Title: Close Your Eyes
Characters: Sam & Dean, various
Rating: PG-13 for language
Word Count: 3932
Warnings/Spoilers: Obviously, (AU) spoilers for the S10 finale.
Summary: My take on the following prompt, adjusted to work in the canon that the Veil is still intact and therefore any Heaven-bound soul would still be wandering it along with Kevin and all the rest. Original Prompt: Dean goes through with it and kills Sam, and Death puts him…not in outer space, exactly. Somewhere more like a cage. Meanwhile, Sam's up in Heaven trying to find Bobby and gather allies to break Dean out of wherever Death put him. (In other words: Silly Death. As if being dead will stop Sam Winchester from looking for his brother.)
A/N: Written for spn_summergen 's 2015 exchange, for zubeneschamali , cross-posted now that the exchange is over, and actually tweaked and proofread as I pushed the deadline to the edge due to a laptop malfunction.


People say he doesn't remember, and that that's a good thing. He doesn't know why people say that; just because he's little doesn't mean he's stupid, and anyhow your house pretty much blowing up in fire and smoke isn't something you just forget, okay. Especially when it takes your mommy with it.

He does remember.

He remembers the smell of smoke and burning cloth and something else, something horrible, like rotten eggs. Remembers the heat, walls and floor and metal scorching his bare feet and hands when he feels for the doorknob carefully like he's been taught at preschool during fire drills. Remembers a bundle of sobbing baby brother being suddenly shoved into his arms – and then he's running, running for the front door and across the yard, not stopping even when he steps on a great big bug that crunches under his foot and a stick that scratches and then he's stopped, looking back up at Sammy's nursery window, and there's fire everywhere.

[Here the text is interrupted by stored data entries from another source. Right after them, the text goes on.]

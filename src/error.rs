use std::fmt;

use thiserror::Error;

/// The backend operation a failure happened in, used as the message prefix.
#[derive(Debug, Clone, Copy, PartialEq, Eq)]
pub enum Operation {
    Create,
    Save,
    Remove,
    Fetch,
}

impl fmt::Display for Operation {
    fn fmt(&self, f: &mut fmt::Formatter) -> fmt::Result {
        let prefix = match self {
            Operation::Create => "Cannot create storage",
            Operation::Save => "Cannot store item",
            Operation::Remove => "Unable to remove",
            Operation::Fetch => "Unable to fetch",
        };
        write!(f, "{prefix}")
    }
}

#[derive(Error, Debug)]
pub enum OrmletError {
    #[error("Config error: {0}")]
    Config(String),
    #[error("Not found: no {resource} with key {key}")]
    NotFound { resource: String, key: String },
    #[error("{operation}: {message}")]
    Backend { operation: Operation, message: String },
    #[error("Serialization error: {0}")]
    Serialization(String),
    #[error("Persistence error: {0}")]
    Persistence(String),
    #[error("Transport error: {0}")]
    Transport(String),
    #[error("Parse error: {message}")]
    Parse { message: String, line: Option<usize>, col: Option<usize> },
    #[error("No driver installed, call use_driver first")]
    NoDriver,
}

pub type Result<T> = std::result::Result<T, OrmletError>;

impl OrmletError {
    /// Wraps a failure with the prefix of the operation it broke. Configuration
    /// and lookup failures are already descriptive and pass through untouched.
    pub fn during(self, operation: Operation) -> Self {
        match self {
            e @ (Self::Config(_) | Self::NotFound { .. } | Self::Backend { .. }) => e,
            other => Self::Backend { operation, message: other.to_string() },
        }
    }
    pub fn is_not_found(&self) -> bool {
        matches!(self, Self::NotFound { .. })
    }
}

// Helper conversions
impl From<rusqlite::Error> for OrmletError {
    fn from(e: rusqlite::Error) -> Self { Self::Persistence(e.to_string()) }
}
impl From<reqwest::Error> for OrmletError {
    fn from(e: reqwest::Error) -> Self { Self::Transport(e.to_string()) }
}
impl From<serde_json::Error> for OrmletError {
    fn from(e: serde_json::Error) -> Self { Self::Serialization(e.to_string()) }
}
impl From<config::ConfigError> for OrmletError {
    fn from(e: config::ConfigError) -> Self { Self::Config(e.to_string()) }
}
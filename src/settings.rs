//! Layered configuration: an optional TOML file, overridden by environment
//! variables such as `ORMLET_DRIVER=http` or `ORMLET_HTTP__BASE_URL=...`.

use std::path::Path;
use std::sync::Arc;
use std::time::Duration;

use config::{Config, Environment, File};
use serde::Deserialize;
use tracing::info;

use crate::driver::Driver;
use crate::error::{OrmletError, Result};
use crate::persist::SqliteDriver;
use crate::remote::HttpDriver;

#[derive(Debug, Clone, Copy, Default, PartialEq, Eq, Deserialize)]
#[serde(rename_all = "lowercase")]
pub enum DriverKind {
    #[default]
    Sqlite,
    Http,
}

#[derive(Debug, Clone, Default, Deserialize)]
#[serde(default)]
pub struct SqliteSettings {
    /// Database file; in-memory when absent.
    pub path: Option<String>,
}

#[derive(Debug, Clone, Deserialize)]
#[serde(default)]
pub struct HttpSettings {
    pub base_url: String,
    pub timeout_ms: u64,
}

impl Default for HttpSettings {
    fn default() -> Self {
        Self { base_url: "http://127.0.0.1:7878".to_string(), timeout_ms: 30_000 }
    }
}

#[derive(Debug, Clone, Deserialize)]
#[serde(default)]
pub struct StoreSettings {
    pub bind: String,
}

impl Default for StoreSettings {
    fn default() -> Self {
        Self { bind: "127.0.0.1:7878".to_string() }
    }
}

#[derive(Debug, Clone, Default, Deserialize)]
#[serde(default)]
pub struct Settings {
    pub driver: DriverKind,
    pub sqlite: SqliteSettings,
    pub http: HttpSettings,
    pub store: StoreSettings,
}

impl Settings {
    /// Reads `path` if it exists, then applies `ORMLET_*` variables on top.
    pub fn load(path: impl AsRef<Path>) -> Result<Self> {
        let settings = Config::builder()
            .add_source(File::from(path.as_ref()).required(false))
            .add_source(Environment::with_prefix("ORMLET").prefix_separator("_").separator("__"))
            .build()?
            .try_deserialize::<Settings>()?;
        Ok(settings)
    }

    /// Builds the configured driver.
    pub fn connect(&self) -> Result<Arc<dyn Driver>> {
        let driver: Arc<dyn Driver> = match self.driver {
            DriverKind::Sqlite => match &self.sqlite.path {
                Some(path) if path.is_empty() => {
                    return Err(OrmletError::Config("sqlite.path must not be empty".to_string()));
                }
                Some(path) => Arc::new(SqliteDriver::open(path)?),
                None => Arc::new(SqliteDriver::open_in_memory()?),
            },
            DriverKind::Http => {
                let timeout = Duration::from_millis(self.http.timeout_ms);
                Arc::new(HttpDriver::with_timeout(&self.http.base_url, timeout)?)
            }
        };
        info!(driver = driver.name(), "connected");
        Ok(driver)
    }
}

He remembers looking back down, seeing flames reflecting in Sammy's frightened eyes, tears running down his scrunched-up little face.

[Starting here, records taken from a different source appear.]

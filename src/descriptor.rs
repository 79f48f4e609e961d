//! Resource descriptors.
//!
//! A descriptor is the normalized view of what a resource type declared: a
//! storage name and an ordered list of columns with exactly one primary key.
//! When no field was declared primary a numeric `id` column is put first.
//! Descriptors are derived again on every call to [`describe`], never cached,
//! so declarations made later are always picked up.

use lazy_static::lazy_static;
use regex::Regex;

use crate::datatype::{ColumnType, Properties, Value};
use crate::error::{OrmletError, Result};
use crate::registry::{ClassMetadata, ColumnDescriptor, Model, raw_metadata};

/// Name of the primary column added when none was declared.
pub const IMPLICIT_PRIMARY: &str = "id";

lazy_static! {
    // storage and field names end up in SQL identifiers and URL segments
    static ref IDENTIFIER: Regex = Regex::new(r"^[A-Za-z_][A-Za-z0-9_]*$").unwrap();
}

#[derive(Debug, Clone, PartialEq)]
pub struct ResourceDescriptor {
    name: String,
    fields: Vec<ColumnDescriptor>,
    primary: usize,
}

/// Describes the resource type `M` from its current registry entry.
pub fn describe<M: Model>() -> Result<ResourceDescriptor> {
    ResourceDescriptor::from_metadata(&raw_metadata::<M>())
}

impl ResourceDescriptor {
    pub fn from_metadata(class: &ClassMetadata) -> Result<Self> {
        let name = class.name().ok_or_else(|| {
            OrmletError::Config(format!("missing model name for {}", class.type_name()))
        })?;
        if name.is_empty() {
            return Err(OrmletError::Config(format!("empty model name for {}", class.type_name())));
        }
        if !IDENTIFIER.is_match(name) {
            return Err(OrmletError::Config(format!("model name '{}' is not a valid identifier", name)));
        }
        let mut fields = Vec::with_capacity(class.fields().len() + 1);
        let declared_primaries = class.fields().iter().filter(|f| f.primary).count();
        match declared_primaries {
            0 => {
                if class.get(IMPLICIT_PRIMARY).is_some() {
                    return Err(OrmletError::Config(format!(
                        "{} declares a field '{}' but no primary key, the implicit key would collide with it",
                        name, IMPLICIT_PRIMARY
                    )));
                }
                let mut id = ColumnDescriptor::new(IMPLICIT_PRIMARY, ColumnType::Number);
                id.primary = true;
                fields.push(id);
            }
            1 => (),
            n => {
                return Err(OrmletError::Config(format!("{} declares {} primary keys, only one is allowed", name, n)));
            }
        }
        for field in class.fields() {
            if !IDENTIFIER.is_match(&field.name) {
                return Err(OrmletError::Config(format!(
                    "field name '{}' of {} is not a valid identifier",
                    field.name, name
                )));
            }
            let mut column = field.clone();
            if let Some(default) = &field.default {
                let coerced = field.column_type.coerce(default).map_err(|e| {
                    OrmletError::Config(format!("default of {}.{}: {}", name, field.name, e))
                })?;
                column.default = Some(coerced);
            }
            fields.push(column);
        }
        let primary = fields.iter().position(|f| f.primary).unwrap_or(0);
        Ok(Self { name: name.to_string(), fields, primary })
    }

    pub fn name(&self) -> &str {
        &self.name
    }
    pub fn fields(&self) -> &[ColumnDescriptor] {
        &self.fields
    }
    pub fn primary(&self) -> &ColumnDescriptor {
        &self.fields[self.primary]
    }
    pub fn column(&self, name: &str) -> Option<&ColumnDescriptor> {
        self.fields.iter().find(|f| f.name == name)
    }

    /// Storage backends key records by number; anything else cannot be provisioned.
    pub fn require_numeric_primary(&self) -> Result<()> {
        let primary = self.primary();
        if primary.column_type != ColumnType::Number {
            return Err(OrmletError::Config(format!(
                "{} has no numeric primary key ('{}' is {})",
                self.name, primary.name, primary.column_type
            )));
        }
        Ok(())
    }

    /// The primary key carried by `properties`, coerced to the key's type.
    pub fn primary_value(&self, properties: &Properties) -> Result<Option<Value>> {
        let primary = self.primary();
        match properties.get(&primary.name) {
            Some(value) if !value.is_null() => primary.column_type.coerce(value).map(Some),
            _ => Ok(None),
        }
    }

    /// Like [`primary_value`](Self::primary_value), for operations that cannot
    /// proceed without a key.
    pub fn key_of(&self, properties: &Properties) -> Result<Value> {
        self.primary_value(properties)?.ok_or_else(|| {
            OrmletError::Config(format!("{} instance has no value for primary key '{}'", self.name, self.primary().name))
        })
    }

    /// One value per column, in column order, ready to be serialized.
    ///
    /// A property missing from the instance falls back to the declared
    /// default, then to the zero value of the column type. The primary key is
    /// the exception: without a value it stays null so the backend assigns one.
    pub fn row_values(&self, properties: &Properties) -> Result<Vec<Value>> {
        self.fields
            .iter()
            .map(|column| match properties.get(&column.name) {
                Some(value) if !value.is_null() => column.column_type.coerce(value),
                _ => Ok(match (&column.default, column.primary) {
                    (Some(default), _) => default.clone(),
                    (None, true) => Value::Null,
                    (None, false) => column.column_type.zero(),
                }),
            })
            .collect()
    }
}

Remembers wondering what Sammy saw, that scared him so bad – was it just the fire? Was it something worse -

Then the house shakes, windows rattle, danger danger. He clutches the baby closer, ignoring the strangled squeak of protest before a tiny hand latches onto his pajama top.

"Close your eyes, Sammy," he whispers, as flames shoot out of the upstairs windows, reflecting scary in red and yellow and black.

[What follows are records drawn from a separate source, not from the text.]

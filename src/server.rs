use std::collections::{BTreeMap, HashMap};
use std::sync::{Arc, PoisonError, RwLock};

use axum::extract::{Path, State};
use axum::http::{Method, StatusCode};
use axum::response::{IntoResponse, Response};
use axum::routing::get;
use axum::{Json, Router};
use serde_json::Value as JsonValue;
use tower_http::cors::{Any, CorsLayer};
use tracing::{debug, info};

/// In-memory key-JSON store: per resource, a map from key to stored object.
/// It is what the HTTP driver talks to, and what its tests run against.
#[derive(Debug, Default)]
pub struct KeyStore {
    collections: RwLock<HashMap<String, BTreeMap<String, JsonValue>>>,
}

impl KeyStore {
    pub fn new() -> Self {
        Self::default()
    }
    pub fn get(&self, resource: &str, key: &str) -> Option<JsonValue> {
        let collections = self.collections.read().unwrap_or_else(PoisonError::into_inner);
        collections.get(resource).and_then(|c| c.get(key)).cloned()
    }
    /// Stores the object, returning true when it replaced an existing one.
    pub fn put(&self, resource: &str, key: &str, object: JsonValue) -> bool {
        let mut collections = self.collections.write().unwrap_or_else(PoisonError::into_inner);
        collections
            .entry(resource.to_string())
            .or_default()
            .insert(key.to_string(), object)
            .is_some()
    }
    pub fn remove(&self, resource: &str, key: &str) -> Option<JsonValue> {
        let mut collections = self.collections.write().unwrap_or_else(PoisonError::into_inner);
        collections.get_mut(resource).and_then(|c| c.remove(key))
    }
    pub fn list(&self, resource: &str) -> Option<BTreeMap<String, JsonValue>> {
        let collections = self.collections.read().unwrap_or_else(PoisonError::into_inner);
        collections.get(resource).cloned()
    }
    /// Number of objects stored for a resource.
    pub fn len(&self, resource: &str) -> usize {
        let collections = self.collections.read().unwrap_or_else(PoisonError::into_inner);
        collections.get(resource).map(|c| c.len()).unwrap_or(0)
    }
    pub fn is_empty(&self, resource: &str) -> bool {
        self.len(resource) == 0
    }
}

async fn list(State(store): State<Arc<KeyStore>>, Path(resource): Path<String>) -> Response {
    match store.list(&resource) {
        Some(objects) => {
            debug!(%resource, count = objects.len(), "listing");
            Json(objects).into_response()
        }
        None => (StatusCode::NOT_FOUND, "no such resource").into_response(),
    }
}

async fn fetch(State(store): State<Arc<KeyStore>>, Path((resource, key)): Path<(String, String)>) -> Response {
    match store.get(&resource, &key) {
        Some(object) => Json(object).into_response(),
        None => (StatusCode::NOT_FOUND, "no such key").into_response(),
    }
}

async fn store_object(
    State(store): State<Arc<KeyStore>>,
    Path((resource, key)): Path<(String, String)>,
    Json(object): Json<JsonValue>,
) -> Response {
    if !object.is_object() {
        return (StatusCode::BAD_REQUEST, "expected a JSON object").into_response();
    }
    let replaced = store.put(&resource, &key, object);
    debug!(%resource, %key, replaced, "stored");
    let status = if replaced { StatusCode::OK } else { StatusCode::CREATED };
    status.into_response()
}

async fn delete(State(store): State<Arc<KeyStore>>, Path((resource, key)): Path<(String, String)>) -> Response {
    match store.remove(&resource, &key) {
        Some(_) => {
            debug!(%resource, %key, "removed");
            StatusCode::NO_CONTENT.into_response()
        }
        None => (StatusCode::NOT_FOUND, "no such key").into_response(),
    }
}

pub fn router(store: Arc<KeyStore>) -> Router {
    let cors = CorsLayer::new()
        .allow_origin(Any)
        .allow_methods([Method::GET, Method::PUT, Method::DELETE])
        .allow_headers(Any);
    info!("key store routes ready");
    Router::new()
        .route("/:resource", get(list))
        .route("/:resource/:key", get(fetch).put(store_object).delete(delete))
        .layer(cors)
        .with_state(store)
}
// Parser for the textual filter syntax, see filter.pest for the grammar.
use std::str::FromStr;

use pest::Parser;
use pest::error::LineColLocation;
use pest::iterators::Pair;
use pest_derive::Parser;

use crate::datatype::Value;
use crate::error::{OrmletError, Result};
use crate::query::{Operator, Query};

#[derive(Parser)]
#[grammar = "filter.pest"]
struct FilterParser;

fn parse_error(e: pest::error::Error<Rule>) -> OrmletError {
    let (line, col) = match e.line_col {
        LineColLocation::Pos((line, col)) => (line, col),
        LineColLocation::Span((line, col), _) => (line, col),
    };
    OrmletError::Parse { message: e.variant.message().to_string(), line: Some(line), col: Some(col) }
}

fn unexpected(pair: &Pair<Rule>) -> OrmletError {
    let (line, col) = pair.as_span().start_pos().line_col();
    OrmletError::Parse { message: format!("unexpected '{}'", pair.as_str()), line: Some(line), col: Some(col) }
}

fn unescape(raw: &str) -> String {
    let mut text = String::with_capacity(raw.len());
    let mut chars = raw.chars();
    while let Some(c) = chars.next() {
        match c {
            '\\' => text.extend(chars.next()),
            c => text.push(c),
        }
    }
    text
}

fn literal(pair: Pair<Rule>) -> Result<Value> {
    match pair.as_rule() {
        Rule::string => Ok(Value::Text(unescape(
            pair.into_inner().next().map(|inner| inner.as_str()).unwrap_or_default(),
        ))),
        Rule::number => pair.as_str().parse::<f64>().map(Value::Number).map_err(|_| unexpected(&pair)),
        Rule::boolean => Ok(Value::Boolean(pair.as_str().eq_ignore_ascii_case("true"))),
        _ => Err(unexpected(&pair)),
    }
}

/// Parses `age > 5 and name = "John"` into a query. An empty text is an
/// empty query.
pub fn parse(text: &str) -> Result<Query> {
    let mut query = Query::new();
    let pairs = FilterParser::parse(Rule::query, text).map_err(parse_error)?;
    for filter in pairs.flat_map(|root| root.into_inner()).filter(|p| p.as_rule() == Rule::filter) {
        let mut parts = filter.into_inner();
        let (Some(field), Some(operator), Some(value)) = (parts.next(), parts.next(), parts.next()) else {
            continue;
        };
        let parsed = Operator::from_token(operator.as_str()).ok_or_else(|| unexpected(&operator))?;
        query.push_op(field.as_str(), parsed, literal(value)?);
    }
    Ok(query)
}

impl Query {
    pub fn parse(text: &str) -> Result<Query> {
        parse(text)
    }
}

impl FromStr for Query {
    type Err = OrmletError;
    fn from_str(text: &str) -> Result<Query> {
        parse(text)
    }
}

John Winchester is not a bad father, even if Uncle Bobby and Pastor Jim and the nosy old lady in Apartment 7B say he is sometimes. Sure, he doesn't have a flipping clue what to do with Sammy, and never has, and he can be a real jerk sometimes to pretty much everybody, but he does his best, Dean knows that. It ain't easy, parenting a three-year-old.

Dean should know.

Dad is, however, being what Uncle Bobby calls A Jackass right now.

"Dean, I swear to God, if you can't get that kid to shut his yap for just two seconds –"

Dean scowls, but grabs his shrieking Sammy with one hand, used to this by now. Hauling him bodily through the cluttered apartment and into the bathroom only takes a few seconds. It's one of Dad's Bad Nights, the ones where it must be something him and Mom used to celebrate – Dean knows it'll end with Dad locking himself in his room with a bottle of booze and not coming out until he can trust himself not to wig out on his kids.

Super.

Meanwhile, the youngest Winchester is screaming bloody murder, about not wanting to take a bath.

Dean considers crunching up half a Tylenol PM into Sam's nightly milk cup and just waiting it out, but he ain't a coward, and so he finally mans up and resorts to threatening no bedtime stories for a month. It's a truly terrible punishment to the little nerd, and Sammy finally raises his arms to let Dean yank the holey t-shirt over his head and plop him down into the bathtub, already cleaned thoroughly beforehand.

(This craphole of an apartment is super gross. Dean won't let Sammy run around barefoot because he can't tell what's ground into the puke-yellow carpet, and he keeps a can of Raid beside the bed, because hell if he'll let roaches chomp on his baby brother while he sleeps, thank you very much.)

"Don't wanna!"

"You're the one that pitches a fit if we try to cut it, squirt." Dean tries to pull Sam's hands out of his hair, where they are protectively covering it from the arrival of shampoo. He gives the stuff a sniff, then wrinkles his nose. Dad has no idea what brand to buy, obviously, and he can't blame Sam for not wanting to smell like Uncle Bobby; but the little brat has to be clean, so Old Man Smell it is. "Long hair, you wash it."

"You always get soap in my eyes!"

"I do not!"

"Do too!"

Dean loses patience with the argument and just dumps a hefty glob of shampoo on Sam's head, wishing not for the first time that Dad would just let him do the shopping so he could get that baby shampoo Sammy likes; but dad says seven isn't old enough to go to the store alone, even if it's old enough to shoot the legs off an old plastic chair behind Pastor Jim's parsonage last month.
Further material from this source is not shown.